● Instructions for the task: Quote all of the data below exactly, please.

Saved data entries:
........

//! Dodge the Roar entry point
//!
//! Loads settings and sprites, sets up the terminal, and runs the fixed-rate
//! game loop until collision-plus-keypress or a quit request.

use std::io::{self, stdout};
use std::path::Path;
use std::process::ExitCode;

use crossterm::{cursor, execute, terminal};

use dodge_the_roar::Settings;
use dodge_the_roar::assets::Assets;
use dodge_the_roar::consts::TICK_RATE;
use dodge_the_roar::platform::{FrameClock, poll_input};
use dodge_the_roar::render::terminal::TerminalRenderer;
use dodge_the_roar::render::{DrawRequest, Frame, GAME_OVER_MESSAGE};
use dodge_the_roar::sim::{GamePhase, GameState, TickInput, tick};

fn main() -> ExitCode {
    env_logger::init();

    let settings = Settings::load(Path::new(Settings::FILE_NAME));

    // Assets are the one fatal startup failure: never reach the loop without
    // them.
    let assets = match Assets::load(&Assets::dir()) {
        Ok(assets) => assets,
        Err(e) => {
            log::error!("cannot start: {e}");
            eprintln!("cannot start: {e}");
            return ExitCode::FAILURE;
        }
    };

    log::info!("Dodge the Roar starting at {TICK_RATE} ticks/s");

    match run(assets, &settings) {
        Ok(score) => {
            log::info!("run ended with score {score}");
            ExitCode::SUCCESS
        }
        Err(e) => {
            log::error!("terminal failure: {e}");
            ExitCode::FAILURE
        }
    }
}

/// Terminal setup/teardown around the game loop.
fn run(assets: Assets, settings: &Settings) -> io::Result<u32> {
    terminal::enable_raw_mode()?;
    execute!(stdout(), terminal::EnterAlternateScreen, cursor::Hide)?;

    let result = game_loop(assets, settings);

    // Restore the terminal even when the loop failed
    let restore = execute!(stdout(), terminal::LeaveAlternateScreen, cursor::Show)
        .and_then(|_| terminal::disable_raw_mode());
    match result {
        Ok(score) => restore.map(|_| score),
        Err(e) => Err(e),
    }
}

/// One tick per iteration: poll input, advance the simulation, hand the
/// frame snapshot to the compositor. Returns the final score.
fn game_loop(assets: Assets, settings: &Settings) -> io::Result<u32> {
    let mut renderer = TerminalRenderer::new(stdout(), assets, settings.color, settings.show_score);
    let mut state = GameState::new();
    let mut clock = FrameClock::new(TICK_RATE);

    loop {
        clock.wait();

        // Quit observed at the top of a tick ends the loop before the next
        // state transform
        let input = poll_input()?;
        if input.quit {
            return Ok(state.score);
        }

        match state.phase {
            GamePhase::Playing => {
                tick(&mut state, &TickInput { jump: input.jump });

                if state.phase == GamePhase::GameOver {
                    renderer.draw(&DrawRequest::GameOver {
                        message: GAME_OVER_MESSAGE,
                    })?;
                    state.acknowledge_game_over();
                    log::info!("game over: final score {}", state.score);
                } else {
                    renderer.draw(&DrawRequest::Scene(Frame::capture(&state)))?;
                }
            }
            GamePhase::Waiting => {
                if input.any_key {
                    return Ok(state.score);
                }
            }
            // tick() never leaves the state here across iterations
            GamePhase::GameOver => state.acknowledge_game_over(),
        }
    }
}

........

● Finished task:
//! Dodge the Roar entry point
//!
//! Loads settings and sprites, sets up the terminal, and runs the fixed-rate
//! game loop until collision-plus-keypress or a quit request.

use std::io::{self, stdout};
use std::path::Path;
use std::process::ExitCode;

use crossterm::{cursor, execute, terminal};

use dodge_the_roar::Settings;
use dodge_the_roar::assets::Assets;
use dodge_the_roar::consts::TICK_RATE;
use dodge_the_roar::platform::{FrameClock, poll_input};
use dodge_the_roar::render::terminal::TerminalRenderer;
use dodge_the_roar::render::{DrawRequest, Frame, GAME_OVER_MESSAGE};
use dodge_the_roar::sim::{GamePhase, GameState, TickInput, tick};

fn main() -> ExitCode {
    env_logger::init();

    let settings = Settings::load(Path::new(Settings::FILE_NAME));

    // Assets are the one fatal startup failure: never reach the loop without
    // them.
    let assets = match Assets::load(&Assets::dir()) {
        Ok(assets) => assets,
        Err(e) => {
            log::error!("cannot start: {e}");
            eprintln!("cannot start: {e}");
            return ExitCode::FAILURE;
        }
    };

    log::info!("Dodge the Roar starting at {TICK_RATE} ticks/s");

    match run(assets, &settings) {
        Ok(score) => {
            log::info!("run ended with score {score}");
            ExitCode::SUCCESS
        }
        Err(e) => {
            log::error!("terminal failure: {e}");
            ExitCode::FAILURE
        }
    }
}

/// Terminal setup/teardown around the game loop.
fn run(assets: Assets, settings: &Settings) -> io::Result<u32> {
    terminal::enable_raw_mode()?;
    execute!(stdout(), terminal::EnterAlternateScreen, cursor::Hide)?;

    let result = game_loop(assets, settings);

    // Restore the terminal even when the loop failed
    let restore = execute!(stdout(), terminal::LeaveAlternateScreen, cursor::Show)
        .and_then(|_| terminal::disable_raw_mode());
    match result {
        Ok(score) => restore.map(|_| score),
        Err(e) => Err(e),
    }
}

/// One tick per iteration: poll input, advance the simulation, hand the
/// frame snapshot to the compositor. Returns the final score.
fn game_loop(assets: Assets, settings: &Settings) -> io::Result<u32> {
    let mut renderer = TerminalRenderer::new(stdout(), assets, settings.color, settings.show_score);
    let mut state = GameState::new();
    let mut clock = FrameClock::new(TICK_RATE);

    loop {
        clock.wait();

        // Quit observed at the top of a tick ends the loop before the next
        // state transform
        let input = poll_input()?;
        if input.quit {
            return Ok(state.score);
        }

        match state.phase {
            GamePhase::Playing => {
                tick(&mut state, &TickInput { jump: input.jump });

                if state.phase == GamePhase::GameOver {
                    renderer.draw(&DrawRequest::GameOver {
                        message: GAME_OVER_MESSAGE,
                    })?;
                    state.acknowledge_game_over();
                    log::info!("game over: final score {}", state.score);
                } else {
                    renderer.draw(&DrawRequest::Scene(Frame::capture(&state)))?;
                }
            }
            GamePhase::Waiting => {
                if input.any_key {
                    return Ok(state.score);
                }
            }
            // tick() never leaves the state here across iterations
            GamePhase::GameOver => state.acknowledge_game_over(),
        }
    }
}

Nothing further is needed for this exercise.